> _Work instructions_:
Below are the entries; give again exactly the lines from the one mentioning "let mut saw_calc_pr = false;" through the one mentioning "writer.write_event(Event::Empty(patched_calc_pr(e)?))?;", inclusive.

> _Extracted information_:
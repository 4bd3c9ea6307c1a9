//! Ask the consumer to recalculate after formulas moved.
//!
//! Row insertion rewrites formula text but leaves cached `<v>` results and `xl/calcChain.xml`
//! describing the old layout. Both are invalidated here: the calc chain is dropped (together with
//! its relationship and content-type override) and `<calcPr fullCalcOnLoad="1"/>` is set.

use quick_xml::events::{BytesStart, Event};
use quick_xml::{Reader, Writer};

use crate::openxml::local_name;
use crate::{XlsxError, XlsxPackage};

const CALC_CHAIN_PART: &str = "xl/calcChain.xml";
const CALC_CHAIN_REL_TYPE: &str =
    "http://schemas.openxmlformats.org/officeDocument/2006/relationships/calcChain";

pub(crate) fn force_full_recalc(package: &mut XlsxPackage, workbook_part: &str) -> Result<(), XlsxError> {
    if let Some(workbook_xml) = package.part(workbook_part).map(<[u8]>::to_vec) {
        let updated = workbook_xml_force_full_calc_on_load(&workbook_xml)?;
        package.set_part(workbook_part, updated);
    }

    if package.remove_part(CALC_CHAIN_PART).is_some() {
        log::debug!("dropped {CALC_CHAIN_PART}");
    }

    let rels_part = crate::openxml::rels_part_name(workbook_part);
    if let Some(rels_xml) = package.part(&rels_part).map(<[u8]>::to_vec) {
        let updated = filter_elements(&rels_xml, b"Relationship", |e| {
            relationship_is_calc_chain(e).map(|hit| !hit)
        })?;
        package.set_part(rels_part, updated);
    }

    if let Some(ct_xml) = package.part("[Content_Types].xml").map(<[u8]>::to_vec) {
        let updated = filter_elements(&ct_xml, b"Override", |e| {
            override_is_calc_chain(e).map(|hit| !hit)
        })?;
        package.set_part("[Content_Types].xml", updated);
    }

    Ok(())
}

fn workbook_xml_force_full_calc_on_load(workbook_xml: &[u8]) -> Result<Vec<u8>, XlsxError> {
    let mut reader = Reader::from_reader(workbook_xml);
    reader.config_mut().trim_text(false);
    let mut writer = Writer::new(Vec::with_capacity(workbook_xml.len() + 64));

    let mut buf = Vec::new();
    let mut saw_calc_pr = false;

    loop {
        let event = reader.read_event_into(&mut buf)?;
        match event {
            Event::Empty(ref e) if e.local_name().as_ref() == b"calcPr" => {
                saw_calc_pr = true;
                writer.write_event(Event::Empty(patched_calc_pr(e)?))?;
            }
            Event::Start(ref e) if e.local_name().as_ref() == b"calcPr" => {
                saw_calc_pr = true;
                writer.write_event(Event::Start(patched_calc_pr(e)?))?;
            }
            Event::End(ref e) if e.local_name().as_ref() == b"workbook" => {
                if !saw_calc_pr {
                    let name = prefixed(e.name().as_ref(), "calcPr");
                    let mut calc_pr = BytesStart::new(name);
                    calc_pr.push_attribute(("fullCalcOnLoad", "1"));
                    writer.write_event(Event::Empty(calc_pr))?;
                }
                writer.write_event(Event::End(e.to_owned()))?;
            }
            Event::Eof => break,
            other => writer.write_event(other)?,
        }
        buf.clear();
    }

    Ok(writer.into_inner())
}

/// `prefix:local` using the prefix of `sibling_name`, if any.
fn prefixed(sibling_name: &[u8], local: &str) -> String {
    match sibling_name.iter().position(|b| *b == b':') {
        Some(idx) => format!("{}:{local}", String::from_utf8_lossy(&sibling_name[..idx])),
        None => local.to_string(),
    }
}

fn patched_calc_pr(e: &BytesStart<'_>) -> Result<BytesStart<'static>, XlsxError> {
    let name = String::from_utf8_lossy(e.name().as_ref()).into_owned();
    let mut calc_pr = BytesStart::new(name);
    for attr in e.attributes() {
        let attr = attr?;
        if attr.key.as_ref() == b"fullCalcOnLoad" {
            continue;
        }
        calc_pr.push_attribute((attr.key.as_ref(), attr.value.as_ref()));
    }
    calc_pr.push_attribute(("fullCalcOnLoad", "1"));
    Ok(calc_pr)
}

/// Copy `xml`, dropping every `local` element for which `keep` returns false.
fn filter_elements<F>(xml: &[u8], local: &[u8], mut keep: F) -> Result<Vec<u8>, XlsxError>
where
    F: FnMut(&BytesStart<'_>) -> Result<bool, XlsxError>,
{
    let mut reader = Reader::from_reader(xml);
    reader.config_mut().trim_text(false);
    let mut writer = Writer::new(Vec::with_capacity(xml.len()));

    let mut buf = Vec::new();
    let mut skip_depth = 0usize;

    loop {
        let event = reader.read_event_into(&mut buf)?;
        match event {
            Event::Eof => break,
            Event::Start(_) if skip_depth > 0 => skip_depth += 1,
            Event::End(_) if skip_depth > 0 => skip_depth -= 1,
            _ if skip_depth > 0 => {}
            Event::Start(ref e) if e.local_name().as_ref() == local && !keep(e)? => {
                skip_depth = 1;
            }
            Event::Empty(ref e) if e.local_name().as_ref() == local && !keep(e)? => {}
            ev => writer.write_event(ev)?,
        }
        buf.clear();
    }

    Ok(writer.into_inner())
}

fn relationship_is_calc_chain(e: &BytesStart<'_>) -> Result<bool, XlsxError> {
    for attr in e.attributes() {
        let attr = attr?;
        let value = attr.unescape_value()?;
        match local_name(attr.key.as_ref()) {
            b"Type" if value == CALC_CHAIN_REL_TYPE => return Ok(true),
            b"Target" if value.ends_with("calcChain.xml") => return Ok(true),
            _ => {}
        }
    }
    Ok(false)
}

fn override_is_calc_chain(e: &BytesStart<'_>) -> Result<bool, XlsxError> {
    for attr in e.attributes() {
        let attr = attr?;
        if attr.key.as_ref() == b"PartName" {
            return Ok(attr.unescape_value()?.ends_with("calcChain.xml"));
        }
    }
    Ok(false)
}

> _Finished exercise_:
    let mut saw_calc_pr = false;

    loop {
        let event = reader.read_event_into(&mut buf)?;
        match event {
            Event::Empty(ref e) if e.local_name().as_ref() == b"calcPr" => {
                saw_calc_pr = true;
                writer.write_event(Event::Empty(patched_calc_pr(e)?))?;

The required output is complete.